── Records shown ──

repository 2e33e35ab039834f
#[doc(hidden)]
pub mod __private229 {
    #[doc(hidden)]
    pub use crate::private::*;
}
use serde_core::__private229 as serde_core_private;
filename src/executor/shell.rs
//! Shell-backed command runner.

use std::path::PathBuf;
use std::process::Stdio;
use std::time::Duration;

use futures_util::future::BoxFuture;
use futures_util::FutureExt;
use serde_json::{Map, Value};
use tokio::process::Command;

use crate::executor::{CommandResult, CommandRunner, ExecError};

/// Longest slice of failed command output copied into a diagnostic.
const MAX_DIAGNOSTIC_OUTPUT: usize = 512;

/// Runs command lines through `/bin/sh -c` with stderr merged into stdout.
#[derive(Debug, Clone)]
pub struct ShellExecutor {
    shell: PathBuf,
    timeout: Option<Duration>,
}

impl Default for ShellExecutor {
    fn default() -> Self {
        Self {
            shell: PathBuf::from("/bin/sh"),
            timeout: None,
        }
    }
}

impl ShellExecutor {
    pub fn new() -> Self {
        Self::default()
    }

    /// Kill commands that run longer than `timeout`.
    pub fn with_timeout(mut self, timeout: Option<Duration>) -> Self {
        self.timeout = timeout;
        self
    }

    /// Use a different shell binary.
    pub fn with_shell(mut self, shell: impl Into<PathBuf>) -> Self {
        self.shell = shell.into();
        self
    }

    /// Run the command and parse its output, keeping the failure cause.
    pub async fn try_execute(&self, command_line: &str) -> Result<Map<String, Value>, ExecError> {
        let mut command = Command::new(&self.shell);
        // `exec 2>&1` applies to every statement in the line, not just the last one.
        command
            .arg("-c")
            .arg(format!("exec 2>&1\n{command_line}"))
            .stdin(Stdio::null())
            .stdout(Stdio::piped())
            .stderr(Stdio::null())
            .kill_on_drop(true);

        tracing::debug!(command = %command_line, "Running relay command");

        let output = match self.timeout {
            Some(limit) => tokio::time::timeout(limit, command.output())
                .await
                .map_err(|_| ExecError::Timeout(limit.as_millis()))?,
            None => command.output().await,
        }
        .map_err(ExecError::Spawn)?;

        if !output.status.success() {
            let mut text = String::from_utf8_lossy(&output.stdout).into_owned();
            if text.len() > MAX_DIAGNOSTIC_OUTPUT {
                let mut cut = MAX_DIAGNOSTIC_OUTPUT;
                while !text.is_char_boundary(cut) {
                    cut -= 1;
                }
                text.truncate(cut);
            }
            return Err(ExecError::Exit {
                code: output.status.code(),
                output: text.trim_end().to_string(),
            });
        }

        match serde_json::from_slice::<Value>(&output.stdout).map_err(ExecError::Parse)? {
            Value::Object(map) => Ok(map),
            other => Err(ExecError::NotAnObject(json_kind(&other))),
        }
    }
}

impl CommandRunner for ShellExecutor {
    fn execute<'a>(&'a self, command_line: &'a str) -> BoxFuture<'a, CommandResult> {
        async move {
            match self.try_execute(command_line).await {
                Ok(map) => CommandResult::from(map),
                Err(e) => {
                    tracing::warn!(command = %command_line, error = %e, "Command produced no data");
                    CommandResult::empty()
                }
            }
        }
        .boxed()
    }
}

fn json_kind(value: &Value) -> &'static str {
    match value {
        Value::Null => "null",
        Value::Bool(_) => "a boolean",
        Value::Number(_) => "a number",
        Value::String(_) => "a string",
        Value::Array(_) => "an array",
        Value::Object(_) => "an object",
    }
}
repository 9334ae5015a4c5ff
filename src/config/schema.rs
//! Configuration schema definitions.
//!
//! This module defines the complete configuration structure for both services.
//! All types derive Serde traits so a TOML file can override any default.

use std::path::PathBuf;

use serde::{Deserialize, Serialize};

/// Which member of the service family is running.
#[derive(Debug, Clone, Copy, PartialEq, Eq)]
pub enum ServiceKind {
    /// Relays GET API requests to JSON-emitting commands.
    Relay,
    /// Accepts POSTed events and simulates acknowledgments.
    Receiver,
}

impl ServiceKind {
    /// Name used in log lines.
    pub fn name(&self) -> &'static str {
        match self {
            ServiceKind::Relay => "command relay",
            ServiceKind::Receiver => "json receiver",
        }
    }
}

/// Root configuration shared by the relay and receiver services.
#[derive(Debug, Clone, Deserialize, Serialize, Default, PartialEq)]
#[serde(default)]
pub struct ServerConfig {
    /// Listener configuration (interface, ports, TLS).
    pub listener: ListenerConfig,

    /// Command lines the relay service runs for its API routes.
    pub relay: RelayConfig,

    /// Acknowledgment simulator settings.
    pub ack: AckConfig,

    /// Static page served for `.html` requests.
    pub page: PageConfig,

    /// Request limits.
    pub limits: LimitsConfig,

    /// Emit request paths and payloads to the log.
    pub verbose: bool,
}

impl ServerConfig {
    /// Port the listener binds: the fixed TLS port when TLS is on, the plain port otherwise.
    pub fn effective_port(&self) -> u16 {
        if self.listener.tls.is_some() {
            self.listener.tls_port
        } else {
            self.listener.port
        }
    }

    /// `interface:port` string used for binding and log lines.
    pub fn bind_address(&self) -> String {
        format!("{}:{}", self.listener.interface, self.effective_port())
    }
}

/// Listener configuration.
#[derive(Debug, Clone, Deserialize, Serialize, PartialEq)]
#[serde(default)]
pub struct ListenerConfig {
    /// IP of the local interface to bind (e.g., "0.0.0.0").
    pub interface: String,

    /// Port for plain HTTP.
    pub port: u16,

    /// Port used whenever TLS is enabled.
    pub tls_port: u16,

    /// TLS material. `None` means plain HTTP.
    pub tls: Option<TlsConfig>,
}

impl Default for ListenerConfig {
    fn default() -> Self {
        Self {
            interface: "0.0.0.0".to_string(),
            port: 8080,
            tls_port: 443,
            tls: Some(TlsConfig::default()),
        }
    }
}

/// TLS configuration for the listener.
#[derive(Debug, Clone, Deserialize, Serialize, PartialEq)]
#[serde(default)]
pub struct TlsConfig {
    /// Path to certificate chain file (PEM).
    pub cert_path: PathBuf,

    /// Path to private key file (PEM).
    pub key_path: PathBuf,

    /// Lowest protocol version accepted during the handshake.
    pub min_version: TlsVersion,
}

impl Default for TlsConfig {
    fn default() -> Self {
        Self {
            cert_path: PathBuf::from("./cert.pem"),
            key_path: PathBuf::from("./key.pem"),
            min_version: TlsVersion::Tls12,
        }
    }
}

/// Supported minimum TLS protocol versions.
#[derive(Debug, Clone, Copy, Deserialize, Serialize, PartialEq, Eq, Default)]
pub enum TlsVersion {
    #[default]
    #[serde(rename = "1.2")]
    Tls12,
    #[serde(rename = "1.3")]
    Tls13,
}

/// Relay command lines.
#[derive(Debug, Clone, Deserialize, Serialize, PartialEq)]
#[serde(default)]
pub struct RelayConfig {
    /// Command behind `GET /api/v1/getAllStatus`.
    pub status_command: String,

    /// Command behind `GET /api/v1/healthcheck`.
    pub health_command: String,

    /// Kill the command and answer `{}` after this many seconds. No limit when unset.
    pub command_timeout_secs: Option<u64>,
}

impl Default for RelayConfig {
    fn default() -> Self {
        Self {
            status_command: "./getAllStatus.sh".to_string(),
            health_command: "./getHealthCheck.sh".to_string(),
            command_timeout_secs: None,
        }
    }
}

/// Acknowledgment simulator configuration.
#[derive(Debug, Clone, Deserialize, Serialize, PartialEq)]
#[serde(default)]
pub struct AckConfig {
    /// Always reply ACK with no random wait.
    pub forced: bool,

    /// How long a delayed acknowledgment holds the body, in milliseconds.
    pub delay_ms: u64,
}

impl Default for AckConfig {
    fn default() -> Self {
        Self {
            forced: false,
            delay_ms: 16_000,
        }
    }
}

/// Static page configuration.
#[derive(Debug, Clone, Deserialize, Serialize, PartialEq)]
#[serde(default)]
pub struct PageConfig {
    /// File whose contents answer every matching `.html` request.
    pub file: PathBuf,
}

impl Default for PageConfig {
    fn default() -> Self {
        Self {
            file: PathBuf::from("sample.html"),
        }
    }
}

/// Request limits.
#[derive(Debug, Clone, Deserialize, Serialize, PartialEq)]
#[serde(default)]
pub struct LimitsConfig {
    /// Maximum request body read for diagnostic logging, in bytes.
    pub max_body_bytes: usize,
}

impl Default for LimitsConfig {
    fn default() -> Self {
        Self {
            max_body_bytes: 2 * 1024 * 1024, // 2MB
        }
    }
}
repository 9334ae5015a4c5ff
//! Command relay: serves `GET /api/v1/getAllStatus` and `GET /api/v1/healthcheck`
//! with the JSON printed by the matching scripts.

use std::process::ExitCode;

use clap::Parser;

use cmd_relay::cli::RelayArgs;
use cmd_relay::observability::init_logging;
use cmd_relay::ServiceKind;

#[tokio::main]
async fn main() -> ExitCode {
    let args = RelayArgs::parse();
    let verbose = args.listen.verbose;
    let config = args.into_config();
    init_logging(config.as_ref().map_or(verbose, |c| c.verbose));

    let config = match config {
        Ok(config) => config,
        Err(e) => {
            tracing::error!("{e}");
            return ExitCode::FAILURE;
        }
    };

    tracing::info!("cmd-relay v{} starting", env!("CARGO_PKG_VERSION"));
    cmd_relay::lifecycle::run(ServiceKind::Relay, config).await
}
//! TCP listener binding.
//!
//! # Responsibilities
//! - Resolve the configured interface and port into a socket address
//! - Bind the plain HTTP listener
//! - Report bind failures with the address that failed

use std::net::{IpAddr, SocketAddr};

use thiserror::Error;
use tokio::net::TcpListener;

use crate::config::ServerConfig;

/// Error type for listener operations.
#[derive(Debug, Error)]
pub enum ListenerError {
    /// Interface is not an IP address.
    #[error("Invalid interface {interface}: {source}")]
    Address {
        interface: String,
        #[source]
        source: std::net::AddrParseError,
    },
    /// Failed to bind to address.
    #[error("Failed to bind {addr}: {source}")]
    Bind {
        addr: SocketAddr,
        #[source]
        source: std::io::Error,
    },
}

/// Socket address the service listens on.
pub fn socket_addr(config: &ServerConfig) -> Result<SocketAddr, ListenerError> {
    let ip: IpAddr = config
        .listener
        .interface
        .parse()
        .map_err(|source| ListenerError::Address {
            interface: config.listener.interface.clone(),
            source,
        })?;
    Ok(SocketAddr::new(ip, config.effective_port()))
}

/// Bind a plain TCP listener.
pub async fn bind(addr: SocketAddr) -> Result<TcpListener, ListenerError> {
    let listener = TcpListener::bind(addr)
        .await
        .map_err(|source| ListenerError::Bind { addr, source })?;

    if let Ok(local_addr) = listener.local_addr() {
        tracing::info!(address = %local_addr, "Listener bound");
    }
    Ok(listener)
}
//! OS signal handling.

use crate::lifecycle::Shutdown;

/// Wait for Ctrl+C (SIGINT) and broadcast shutdown.
pub async fn forward_interrupt(shutdown: Shutdown) {
    match tokio::signal::ctrl_c().await {
        Ok(()) => {
            tracing::warn!("^C received, shutting down");
            shutdown.trigger();
        }
        Err(e) => tracing::error!(error = %e, "Failed to install Ctrl+C handler"),
    }
}
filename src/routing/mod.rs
//! Routing subsystem.
//!
//! # Data Flow
//! ```text
//! Incoming request (method, path)
//!     → router.rs (route lookup)
//!     → matcher.rs (exact, suffix or any-of path rules)
//!     → Return: matched Route (with its Handler) or no match
//!
//! Route Compilation (at startup):
//!     ServiceKind + ServerConfig
//!     → fixed route list for the service
//!     → Freeze as immutable RouteTable
//! ```
//!
//! # Design Decisions
//! - Routes compiled at startup, immutable at runtime
//! - Deterministic: same input always matches same route
//! - Unmatched requests are handled by an explicit fallback, never a default route

pub mod matcher;
pub mod router;

pub use router::{Handler, Route, RouteTable};
//! End-to-end tests for the JSON receiver and its acknowledgment simulator.

use std::sync::Arc;
use std::time::{Duration, Instant};

use cmd_relay::ack::{AckSimulator, FixedTokens};
use cmd_relay::executor::ShellExecutor;
use cmd_relay::{HttpServer, ServiceKind};
use reqwest::StatusCode;
use serde_json::json;

mod common;

const EVENT_PATH: &str = "/api/v1/cctv/events/active";

async fn receiver_with_token(token: u8, delay: Duration) -> common::TestServer {
    let simulator = AckSimulator::with_tokens(false, delay, Arc::new(FixedTokens(token)));
    let server = HttpServer::with_components(
        ServiceKind::Receiver,
        common::plain_config(),
        Arc::new(ShellExecutor::new()),
        simulator,
    );
    common::spawn(server).await
}

#[tokio::test]
async fn forced_ack_answers_ack_without_delay() {
    let mut config = common::plain_config();
    config.ack.forced = true;
    config.ack.delay_ms = 10_000;
    let server = common::spawn_service(ServiceKind::Receiver, config).await;
    let client = common::client();

    let start = Instant::now();
    let res = client
        .post(server.url(EVENT_PATH))
        .json(&json!({"camera": "north-gate", "event": "motion"}))
        .send()
        .await
        .unwrap();
    assert_eq!(res.status(), StatusCode::OK);
    assert_eq!(res.headers()["content-type"], "text/html");
    assert_eq!(res.text().await.unwrap(), "ACK");

    // Body content does not matter.
    let res = client
        .post(server.url("/site-4/api/v1/cctv/events/active"))
        .body("definitely not json")
        .send()
        .await
        .unwrap();
    assert_eq!(res.text().await.unwrap(), "ACK");
    assert!(start.elapsed() < Duration::from_secs(5));

    server.stop().await;
}

#[tokio::test]
async fn nack_token_answers_nack() {
    let server = receiver_with_token(1, Duration::from_secs(10)).await;
    let res = common::client()
        .post(server.url(EVENT_PATH))
        .json(&json!({"id": 7}))
        .send()
        .await
        .unwrap();
    assert_eq!(res.status(), StatusCode::OK);
    assert_eq!(res.text().await.unwrap(), "NACK");
    server.stop().await;
}

#[tokio::test]
async fn large_event_body_is_drained_and_logged() {
    let (logs, _guard) = common::capture_logs();
    let mut config = common::plain_config();
    config.ack.forced = true;
    let server = common::spawn_service(ServiceKind::Receiver, config).await;

    for size in [100_000, 1_000_000] {
        let camera = format!("dock-{size}");
        let res = common::client()
            .post(server.url(EVENT_PATH))
            .json(&json!({"camera": camera, "blob": "x".repeat(size)}))
            .send()
            .await
            .unwrap();
        assert_eq!(res.text().await.unwrap(), "ACK");
        assert!(
            logs.wait_for(&camera, Duration::from_secs(5)).await,
            "payload of {size} bytes never logged"
        );
    }

    let output = logs.contents();
    assert_eq!(output.matches("Received JSON payload").count(), 2);
    assert!(!output.contains("Could not decode submitted payload"));
    server.stop().await;
}

#[tokio::test]
async fn delayed_ack_sends_headers_before_body() {
    let delay = Duration::from_millis(1_000);
    let server = receiver_with_token(4, delay).await;

    let start = Instant::now();
    let res = common::client()
        .post(server.url(EVENT_PATH))
        .json(&json!({"id": 8}))
        .send()
        .await
        .unwrap();
    let headers_at = start.elapsed();
    assert_eq!(res.status(), StatusCode::OK);
    assert!(headers_at < delay, "headers took {headers_at:?}");

    assert_eq!(res.text().await.unwrap(), "ACK");
    assert!(start.elapsed() >= delay);

    server.stop().await;
}

#[tokio::test]
async fn delayed_acks_run_concurrently() {
    let delay = Duration::from_millis(1_000);
    let server = receiver_with_token(2, delay).await;
    let client = common::client();

    let start = Instant::now();
    let requests: Vec<_> = (0..6)
        .map(|id| {
            let client = client.clone();
            let url = server.url(EVENT_PATH);
            tokio::spawn(async move {
                client
                    .post(url)
                    .json(&json!({ "id": id }))
                    .send()
                    .await
                    .unwrap()
                    .text()
                    .await
                    .unwrap()
            })
        })
        .collect();

    for request in requests {
        assert_eq!(request.await.unwrap(), "ACK");
    }
    let elapsed = start.elapsed();
    assert!(elapsed >= delay);
    assert!(elapsed < delay * 3, "requests were serialized: {elapsed:?}");

    server.stop().await;
}

#[tokio::test]
async fn unrouted_post_is_empty_200() {
    let server = common::spawn_service(ServiceKind::Receiver, common::plain_config()).await;
    let res = common::client()
        .post(server.url("/api/v1/cctv/events/closed"))
        .json(&json!({"id": 9}))
        .send()
        .await
        .unwrap();
    assert_eq!(res.status(), StatusCode::OK);
    assert_eq!(res.text().await.unwrap(), "");
    server.stop().await;
}

#[tokio::test]
async fn receiver_get_fallback_is_404() {
    let server = common::spawn_service(ServiceKind::Receiver, common::plain_config()).await;
    let res = common::client()
        .get(server.url(EVENT_PATH))
        .send()
        .await
        .unwrap();
    assert_eq!(res.status(), StatusCode::NOT_FOUND);
    server.stop().await;
}

#[tokio::test]
async fn tls_listener_acknowledges_events() {
    let dir = tempfile::tempdir().unwrap();
    let generated = rcgen::generate_simple_self_signed(vec!["localhost".to_string()]).unwrap();
    let cert = dir.path().join("cert.pem");
    let key = dir.path().join("key.pem");
    std::fs::write(&cert, generated.cert.pem()).unwrap();
    std::fs::write(&key, generated.key_pair.serialize_pem()).unwrap();

    let port = {
        let spare = std::net::TcpListener::bind("127.0.0.1:0").unwrap();
        spare.local_addr().unwrap().port()
    };

    let mut config = common::plain_config();
    config.ack.forced = true;
    config.listener.tls_port = port;
    config.listener.tls = Some(cmd_relay::config::TlsConfig {
        cert_path: cert,
        key_path: key,
        ..Default::default()
    });

    let shutdown = cmd_relay::Shutdown::new();
    let stop = shutdown.subscribe();
    let handle = tokio::spawn(cmd_relay::lifecycle::serve(ServiceKind::Receiver, config, stop));

    let client = reqwest::Client::builder()
        .danger_accept_invalid_certs(true)
        .pool_max_idle_per_host(0)
        .no_proxy()
        .build()
        .unwrap();
    let url = format!("https://localhost:{port}{EVENT_PATH}");

    let mut answer = None;
    for _ in 0..50 {
        match client.post(&url).json(&json!({"id": 10})).send().await {
            Ok(res) => {
                answer = Some(res.text().await.unwrap());
                break;
            }
            Err(_) => tokio::time::sleep(Duration::from_millis(100)).await,
        }
    }
    assert_eq!(answer.as_deref(), Some("ACK"));
    drop(client);

    shutdown.trigger();
    let result = tokio::time::timeout(Duration::from_secs(5), handle).await.unwrap();
    assert!(result.unwrap().is_ok());
}
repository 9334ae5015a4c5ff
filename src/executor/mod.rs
//! External command execution and JSON capture.
//!
//! # Data Flow
//! ```text
//! command line (from the matched route)
//!     → shell.rs (sh -c, stderr merged into stdout, optional timeout)
//!     → captured output parsed as one JSON document
//!     → CommandResult (object, or empty on any failure)
//! ```
//!
//! # Design Decisions
//! - Fail-soft: the HTTP layer always receives an object to serialize
//! - Failures go to the operator log, never to the HTTP client
//! - The runner is a trait so the dispatcher does not care how data is produced

pub mod shell;

use futures_util::future::BoxFuture;
use serde::Serialize;
use serde_json::{Map, Value};
use thiserror::Error;

pub use shell::ShellExecutor;

/// Outcome of running a relay command: a JSON object, or empty when anything failed.
#[derive(Debug, Clone, Default, PartialEq, Serialize)]
#[serde(transparent)]
pub struct CommandResult(Map<String, Value>);

impl CommandResult {
    /// The "no data" result.
    pub fn empty() -> Self {
        Self::default()
    }

    pub fn is_empty(&self) -> bool {
        self.0.is_empty()
    }

    pub fn get(&self, key: &str) -> Option<&Value> {
        self.0.get(key)
    }

    /// Serialize as compact UTF-8 JSON. Non-ASCII characters are written as-is.
    pub fn to_json_bytes(&self) -> Vec<u8> {
        // Map<String, Value> serialization cannot fail.
        serde_json::to_vec(&self.0).unwrap_or_else(|_| b"{}".to_vec())
    }
}

impl From<Map<String, Value>> for CommandResult {
    fn from(map: Map<String, Value>) -> Self {
        Self(map)
    }
}

/// Why a command produced no data.
#[derive(Debug, Error)]
pub enum ExecError {
    /// The shell could not be started.
    #[error("failed to spawn command: {0}")]
    Spawn(#[source] std::io::Error),

    /// The command exited unsuccessfully or was killed by a signal.
    #[error("command exited with {}: {output}", exit_label(.code))]
    Exit { code: Option<i32>, output: String },

    /// The command did not finish within the configured timeout.
    #[error("command timed out after {0} ms")]
    Timeout(u128),

    /// Output was not valid JSON.
    #[error("malformed JSON output: {0}")]
    Parse(#[source] serde_json::Error),

    /// Output was valid JSON but not an object.
    #[error("JSON output is {0}, expected an object")]
    NotAnObject(&'static str),
}

fn exit_label(code: &Option<i32>) -> String {
    match code {
        Some(code) => format!("status {code}"),
        None => "a signal".to_string(),
    }
}

/// Adapter that turns a command line into JSON data.
pub trait CommandRunner: Send + Sync {
    /// Run `command_line` and return its JSON object, or an empty result on failure.
    fn execute<'a>(&'a self, command_line: &'a str) -> BoxFuture<'a, CommandResult>;
}
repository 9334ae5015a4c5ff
//! Observability subsystem.
//!
//! # Data Flow
//! ```text
//! All subsystems produce tracing events
//!     → logging.rs (EnvFilter + fmt layer on stderr)
//! HTTP requests additionally pass through tower-http's TraceLayer,
//! tagged with the x-request-id header.
//! ```

pub mod logging;

pub use logging::init_logging;
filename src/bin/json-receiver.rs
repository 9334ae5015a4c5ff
//! JSON receiver: acknowledges event submissions with ACK, NACK or a late ACK.

use std::process::ExitCode;

use clap::Parser;

use cmd_relay::cli::ReceiverArgs;
use cmd_relay::observability::init_logging;
use cmd_relay::ServiceKind;

#[tokio::main]
async fn main() -> ExitCode {
    let args = ReceiverArgs::parse();
    let verbose = args.listen.verbose;
    let config = args.into_config();
    init_logging(config.as_ref().map_or(verbose, |c| c.verbose));

    let config = match config {
        Ok(config) => config,
        Err(e) => {
            tracing::error!("{e}");
            return ExitCode::FAILURE;
        }
    };

    tracing::info!("json-receiver v{} starting", env!("CARGO_PKG_VERSION"));
    cmd_relay::lifecycle::run(ServiceKind::Receiver, config).await
}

───

Where a line of the data holds "NotAnObject", show that line.

            other => Err(ExecError::NotAnObject(json_kind(&other))),
    NotAnObject(&'static str),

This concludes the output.